Karena itu berarti aku akan memasuki suasana yang benar-benar jauh berbeda dengan kondisi kota Jakarta tempatku tinggal saat itu (dan kini).

Di Bumi Ayu saat itu, belum ada kamar mandi. Semua orang melakukan aktifitas CLBK di sungai.

CLBK di Pinggir Sungai Musi.

Hah? Maksud lo CLBK di pinggir sungai musi apa?
Sebentar. Jangan mikir yang nggak-nggak dulu.
CLBK disini bukan berarti Cinta Lama Bersemi Kembali. Tapi, Cuci (bahan makanan)  Lalu (mandi) Bilas (pakaian) Kakus.

Iya benar. Karena air di Sungai Musi ini memang digunakan sebagai berbagai macam aktifitas warga di sepanjang pinggiran sungai.

Jadi, jika ingin memasak,ambil seember air  dari sungai musi, bawa ke dapur dan air ini yang akan digunakan untuk memasak.
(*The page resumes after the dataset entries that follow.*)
use crate::{common::*, direction::Direction, merge::execute};
use node_plugin::{
    InputSchema, InputSpec, Node, NodeError, NodeInputs, NodeRegistry, NodeValue, OutputSchema,
    TypeTag,
};

/// Identifier the merge node is registered under.
pub const NODE_ID: &str = "ASVL";
pub const DISPLAY_NAME: &str = "Merge—horizontal_vertical";
pub const CATEGORY: &str = "ASVL";

/// Graph node wrapping [execute].
///
/// Inputs are `image_one`, `image_two` and an optional `direction` string
/// defaulting to `"horizontal"`. The single output is `merged_image`.
#[derive(Debug, Clone, Copy, Default)]
pub struct Merge;

impl Node for Merge {
    fn category(&self) -> &str {
        CATEGORY
    }

    fn describe_inputs(&self) -> InputSchema {
        InputSchema::new()
            .required("image_one", InputSpec::new(TypeTag::Image))
            .required("image_two", InputSpec::new(TypeTag::Image))
            .optional(
                "direction",
                InputSpec::with_default(TypeTag::String, Direction::default().as_str()),
            )
    }

    fn describe_outputs(&self) -> OutputSchema {
        OutputSchema {
            return_types: vec![TypeTag::Image],
            return_names: vec!["merged_image".to_owned()],
            function: "execute".to_owned(),
        }
    }

    fn execute(&self, inputs: &NodeInputs) -> Result<Vec<NodeValue>, NodeError> {
        let image_one = inputs.image("image_one")?;
        let image_two = inputs.image("image_two")?;
        let direction = inputs.string("direction")?;

        let (merged,) = execute(image_one, image_two, direction).map_err(NodeError::execution)?;
        Ok(vec![NodeValue::Image(merged)])
    }
}

/// Registers every node this crate provides.
pub fn register_nodes(registry: &mut NodeRegistry) -> Result<(), NodeError> {
    registry.register(NODE_ID, DISPLAY_NAME, || Box::new(Merge))?;
    debug!("registered merge node as '{}'", NODE_ID);
    Ok(())
}
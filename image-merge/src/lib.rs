//! Joins two equally shaped image batches side by side or on top of each
//! other, and exposes the operation as a host graph node.

mod common;
pub mod direction;
pub mod error;
pub mod merge;
pub mod node;
pub mod select;

pub use direction::*;
pub use error::*;
pub use merge::*;
pub use node::*;
pub use node_plugin::Image;
pub use select::*;
pub use tensor_shape::Shape;
pub use log::{debug, warn};
pub use ndarray::{concatenate, Axis};
pub use node_plugin::Image;
pub use serde::{Deserialize, Serialize};
pub use std::{
    io::{self, BufRead, Write},
    str::FromStr,
};
pub use strum::{AsRefStr, Display};
pub use tensor_shape::Shape;
pub use thiserror::Error;
mod common;
pub mod config;

use crate::{common::*, config::Config};

/// Builds two random images, merges them and reports the outcome on
/// `output`.
///
/// Merge failures are printed rather than returned. Only configuration and
/// terminal I/O errors are propagated.
pub fn start<R, W>(config: &Config, input: R, mut output: W) -> Result<()>
where
    R: BufRead,
    W: Write,
{
    let mut rng = match config.seed {
        Some(seed) => StdRng::seed_from_u64(seed),
        None => StdRng::from_entropy(),
    };

    info!("generating random images");
    let image_one = random_image(&mut rng, &config.image_one.shape);
    let image_two = random_image(&mut rng, &config.image_two().shape);

    let direction = match &config.direction {
        Some(direction) => direction.clone(),
        None => select_direction(input, &mut output)?.as_str().to_owned(),
    };

    info!("merging with direction '{}'", direction);
    match execute(&image_one, &image_two, &direction) {
        Ok((merged,)) => writeln!(
            output,
            "Merge successful. Merged image shape: {}",
            Shape::from(merged.shape())
        )?,
        Err(err) => writeln!(output, "Error during merge: {}", err)?,
    }

    Ok(())
}

fn random_image(rng: &mut StdRng, shape: &Shape) -> Image {
    Image::from_shape_fn(IxDyn(shape.dims()), |_| rng.gen_range(-1.0..1.0))
}
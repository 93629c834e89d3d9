use anyhow::{Context, Result};
use merge_demo::config::{parse_shape, Config};
use std::{io, path::PathBuf};
use structopt::StructOpt;

#[derive(Debug, Clone, StructOpt)]
/// Merge two random images and print the merged shape
struct Args {
    #[structopt(long)]
    /// configuration file
    pub config_file: Option<PathBuf>,
    #[structopt(long)]
    /// merge direction, skipping the interactive menu
    pub direction: Option<String>,
    #[structopt(long, parse(try_from_str = parse_shape))]
    /// comma separated shape of the second image, e.g. 3,50,100
    pub shape_two: Option<image_merge::Shape>,
    #[structopt(long)]
    /// seed for the random images
    pub seed: Option<u64>,
}

fn main() -> Result<()> {
    pretty_env_logger::init();

    let Args {
        config_file,
        direction,
        shape_two,
        seed,
    } = Args::from_args();

    let mut config = match &config_file {
        Some(path) => Config::open(path)
            .with_context(|| format!("failed to load config file '{}'", path.display()))?,
        None => Config::default(),
    };
    config.override_with(direction, shape_two, seed);

    let stdin = io::stdin();
    let stdout = io::stdout();
    merge_demo::start(&config, stdin.lock(), stdout.lock())?;

    Ok(())
}
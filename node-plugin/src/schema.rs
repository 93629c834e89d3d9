//! Declarative input and output descriptors.
//!
//! The serialized forms follow the host's conventions: an input is a
//! one- or two-element sequence `["TAG"]` / `["TAG", default]`, and the
//! output descriptor uses upper-case `RETURN_TYPES`, `RETURN_NAMES` and
//! `FUNCTION` keys.

use crate::{
    common::*,
    error::NodeError,
    value::{NodeInputs, NodeValue},
};
use serde_json::Value;

/// Type tags understood by the host.
#[derive(
    Debug,
    Clone,
    Copy,
    PartialEq,
    Eq,
    Hash,
    Serialize,
    Deserialize,
    AsRefStr,
    Display,
    EnumString,
)]
#[serde(rename_all = "SCREAMING_SNAKE_CASE")]
#[strum(serialize_all = "SCREAMING_SNAKE_CASE")]
pub enum TypeTag {
    Image,
    String,
}

/// A single input slot.
#[derive(Debug, Clone, PartialEq)]
pub struct InputSpec {
    pub type_tag: TypeTag,
    pub default: Option<Value>,
}

impl InputSpec {
    pub fn new(type_tag: TypeTag) -> Self {
        Self {
            type_tag,
            default: None,
        }
    }

    pub fn with_default(type_tag: TypeTag, default: impl Into<Value>) -> Self {
        Self {
            type_tag,
            default: Some(default.into()),
        }
    }

    /// Converts the declared default into a value of the slot's type.
    pub fn default_value(&self) -> Option<NodeValue> {
        match (self.type_tag, self.default.as_ref()?) {
            (TypeTag::String, Value::String(text)) => Some(NodeValue::String(text.clone())),
            _ => None,
        }
    }
}

impl Serialize for InputSpec {
    fn serialize<S>(&self, serializer: S) -> Result<S::Ok, S::Error>
    where
        S: Serializer,
    {
        let len = if self.default.is_some() { 2 } else { 1 };
        let mut seq = serializer.serialize_seq(Some(len))?;
        seq.serialize_element(&self.type_tag)?;
        if let Some(default) = &self.default {
            seq.serialize_element(default)?;
        }
        seq.end()
    }
}

impl<'de> Deserialize<'de> for InputSpec {
    fn deserialize<D>(deserializer: D) -> Result<Self, D::Error>
    where
        D: Deserializer<'de>,
    {
        let values = Vec::<Value>::deserialize(deserializer)?;
        let mut iter = values.into_iter();

        let type_tag = match iter.next() {
            Some(Value::String(tag)) => tag
                .parse::<TypeTag>()
                .map_err(|_| D::Error::custom(format!("'{}' is not a known type tag", tag)))?,
            Some(value) => {
                return Err(D::Error::custom(format!("'{}' is not a type tag", value)));
            }
            None => return Err(D::Error::custom("input spec must not be empty")),
        };
        let default = iter.next();

        if iter.next().is_some() {
            return Err(D::Error::custom(
                "input spec must have at most two elements",
            ));
        }

        Ok(Self { type_tag, default })
    }
}

/// The inputs a node accepts, in declaration order.
#[derive(Debug, Clone, Default, PartialEq, Serialize, Deserialize)]
pub struct InputSchema {
    pub required: IndexMap<String, InputSpec>,
    #[serde(default, skip_serializing_if = "IndexMap::is_empty")]
    pub optional: IndexMap<String, InputSpec>,
}

impl InputSchema {
    pub fn new() -> Self {
        Self::default()
    }

    pub fn required(mut self, name: impl Into<String>, spec: InputSpec) -> Self {
        self.required.insert(name.into(), spec);
        self
    }

    pub fn optional(mut self, name: impl Into<String>, spec: InputSpec) -> Self {
        self.optional.insert(name.into(), spec);
        self
    }

    pub fn get(&self, name: &str) -> Option<&InputSpec> {
        self.required.get(name).or_else(|| self.optional.get(name))
    }

    /// Checks `inputs` against the schema and fills in optional defaults.
    ///
    /// Every required input must be present, every value must carry the
    /// declared type tag, and no undeclared names are accepted. An optional
    /// input without a usable default is left absent.
    pub fn resolve(&self, inputs: NodeInputs) -> Result<NodeInputs, NodeError> {
        if let Some(name) = inputs.names().find(|name| self.get(name).is_none()) {
            return Err(NodeError::UnknownInput {
                name: name.to_owned(),
            });
        }

        if let Some(name) = self
            .required
            .keys()
            .find(|name| !inputs.contains(name.as_str()))
        {
            return Err(NodeError::MissingInput { name: name.clone() });
        }

        inputs.names().try_for_each(|name| {
            let expected = self.get(name).map(|spec| spec.type_tag);
            let found = inputs.get(name).map(NodeValue::type_tag);

            match (expected, found) {
                (Some(expected), Some(found)) if expected != found => {
                    Err(NodeError::TypeMismatch {
                        name: name.to_owned(),
                        expected,
                        found,
                    })
                }
                _ => Ok(()),
            }
        })?;

        let mut resolved = inputs;
        self.optional.iter().for_each(|(name, spec)| {
            if resolved.contains(name) {
                return;
            }
            if let Some(value) = spec.default_value() {
                trace!("fill default for optional input '{}'", name);
                resolved.insert(name.clone(), value);
            }
        });

        Ok(resolved)
    }
}

/// The outputs a node produces and the name of its entry point.
#[derive(Debug, Clone, PartialEq, Eq, Serialize, Deserialize)]
pub struct OutputSchema {
    #[serde(rename = "RETURN_TYPES")]
    pub return_types: Vec<TypeTag>,
    #[serde(rename = "RETURN_NAMES")]
    pub return_names: Vec<String>,
    #[serde(rename = "FUNCTION")]
    pub function: String,
}

impl OutputSchema {
    pub fn len(&self) -> usize {
        self.return_types.len()
    }

    pub fn is_empty(&self) -> bool {
        self.return_types.is_empty()
    }

    /// Checks positional outputs against the declared return types.
    pub fn check(&self, outputs: &[NodeValue]) -> Result<(), NodeError> {
        if outputs.len() != self.return_types.len() {
            return Err(NodeError::OutputArity {
                expected: self.return_types.len(),
                found: outputs.len(),
            });
        }

        self.return_types
            .iter()
            .zip(outputs)
            .enumerate()
            .try_for_each(|(index, (&expected, value))| {
                let found = value.type_tag();
                if expected != found {
                    let name = self
                        .return_names
                        .get(index)
                        .cloned()
                        .unwrap_or_else(|| index.to_string());
                    return Err(NodeError::TypeMismatch {
                        name,
                        expected,
                        found,
                    });
                }
                Ok(())
            })
    }
}
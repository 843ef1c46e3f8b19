//! Shared observability helpers for binaries and integration tests.
//!
//! The logging initializer centralises our `tracing` setup so that every
//! binary emits into the same rolling file sink. Call [`init_logging`] once
//! near process start and reuse its defaults—additional callers are treated
//! as no-ops and simply receive the resolved log file path.

use std::path::{Path, PathBuf};
use std::sync::OnceLock;

use anyhow::Context;
use chrono::Local;
use tracing_appender::non_blocking::WorkerGuard;
use tracing_appender::rolling;
use tracing_subscriber::{fmt, layer::SubscriberExt, util::SubscriberInitExt, EnvFilter, Layer};

static LOG_GUARD: OnceLock<WorkerGuard> = OnceLock::new();
static LOG_PATH: OnceLock<PathBuf> = OnceLock::new();

/// Output encoding for structured logs.
#[derive(Debug, Clone, Copy)]
pub enum LogFormat {
    Text,
    Json,
}

/// Configuration passed to [`init_logging`].
#[derive(Debug, Clone)]
pub struct LogConfig {
    /// Logical name of the component (used for defaults and file names).
    pub app_name: &'static str,
    /// Optional explicit directory for log output. If `None`, we consult
    /// `PROSPECT_LOG_DIR` and finally fall back to `~/.local/share/<app_name>`.
    pub log_dir: Option<PathBuf>,
    /// Whether to duplicate events to `stderr` in addition to the file sink.
    pub emit_stderr: bool,
    /// Preferred log encoding.
    pub format: LogFormat,
    /// Default filter applied when `RUST_LOG` is unset.
    pub default_filter: &'static str,
}

impl Default for LogConfig {
    fn default() -> Self {
        Self {
            app_name: "prospect",
            log_dir: None,
            emit_stderr: false,
            format: LogFormat::Text,
            default_filter: "info",
        }
    }
}

/// Initialise the global `tracing` subscriber.
///
/// Returns the concrete log file path for the current day. Subsequent calls
/// are cheap and simply hand back the originally resolved location.
pub fn init_logging(config: LogConfig) -> anyhow::Result<PathBuf> {
    if let Some(path) = LOG_PATH.get() {
        return Ok(path.clone());
    }

    let resolved_dir = resolve_log_dir(config.app_name, config.log_dir.as_deref());
    std::fs::create_dir_all(&resolved_dir)
        .with_context(|| format!("failed to create log directory: {}", resolved_dir.display()))?;

    let log_filename = format!("{}.log", config.app_name);
    let today = Local::now().format("%Y-%m-%d").to_string();
    let full_path = resolved_dir.join(&today).join(&log_filename);

    let appender = rolling::daily(resolved_dir, log_filename);
    let (writer, guard) = tracing_appender::non_blocking(appender);
    let _ = LOG_GUARD.set(guard);

    let env_filter =
        EnvFilter::try_from_default_env().unwrap_or_else(|_| EnvFilter::new(config.default_filter));

    let file_layer = match config.format {
        LogFormat::Text => fmt::layer().with_writer(writer).with_ansi(false).boxed(),
        LogFormat::Json => fmt::layer().json().with_writer(writer).boxed(),
    };
    let stderr_layer = config.emit_stderr.then(|| match config.format {
        LogFormat::Text => fmt::layer().with_writer(std::io::stderr).boxed(),
        LogFormat::Json => fmt::layer().json().with_writer(std::io::stderr).boxed(),
    });

    tracing_subscriber::registry()
        .with(env_filter)
        .with(file_layer)
        .with(stderr_layer)
        .try_init()
        .map_err(|e| anyhow::anyhow!("tracing setup failed: {e}"))?;

    let _ = LOG_PATH.set(full_path.clone());
    Ok(full_path)
}

fn resolve_log_dir(app_name: &str, explicit: Option<&Path>) -> PathBuf {
    if let Some(dir) = explicit {
        return expand_home(dir);
    }

    if let Ok(env_dir) = std::env::var("PROSPECT_LOG_DIR") {
        return expand_home(Path::new(&env_dir));
    }

    default_data_dir(app_name)
}

fn expand_home(path: &Path) -> PathBuf {
    if let Some(rest) = path.to_str().and_then(|s| s.strip_prefix("~/")) {
        if let Ok(home) = std::env::var("HOME") {
            return PathBuf::from(home).join(rest);
        }
    }
    path.to_path_buf()
}

fn default_data_dir(app_name: &str) -> PathBuf {
    if let Ok(home) = std::env::var("HOME") {
        PathBuf::from(home)
            .join(".local")
            .join("share")
            .join(app_name)
    } else {
        PathBuf::from(".").join(app_name)
    }
}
Eits... jangan merasa jijik dulu. Orang-orang dusun Bumiayu itu memiliki otak yang cerdas secara alami. Mereka tahu bahwa memakai air sungai yang kotor untuk dikonsumsi secara langsung itu tidak bagus untuk kesehatan.

Karenanya, mereka melakukan proses penyaringan air sungai secara sederhana. Yaitu dengan menampung air sungai dalam sebuah bak penampungan yang terbuat dari batu buatan.

Kenapa disebut batu buatan? Karena sebenarnya, lapisan batu yang dimaksud itu terbuat dari olahan beberapa kerikil, sabut, pasir dan tanah yang dipadatkan dalam sebuah karung dan dibentuk berbentuk tabung dengan bagian terbuka di sebelah atas. Mirip ember, tapi ini tebal sekali. Seperti batu tapi ringan hingga bisa digantung.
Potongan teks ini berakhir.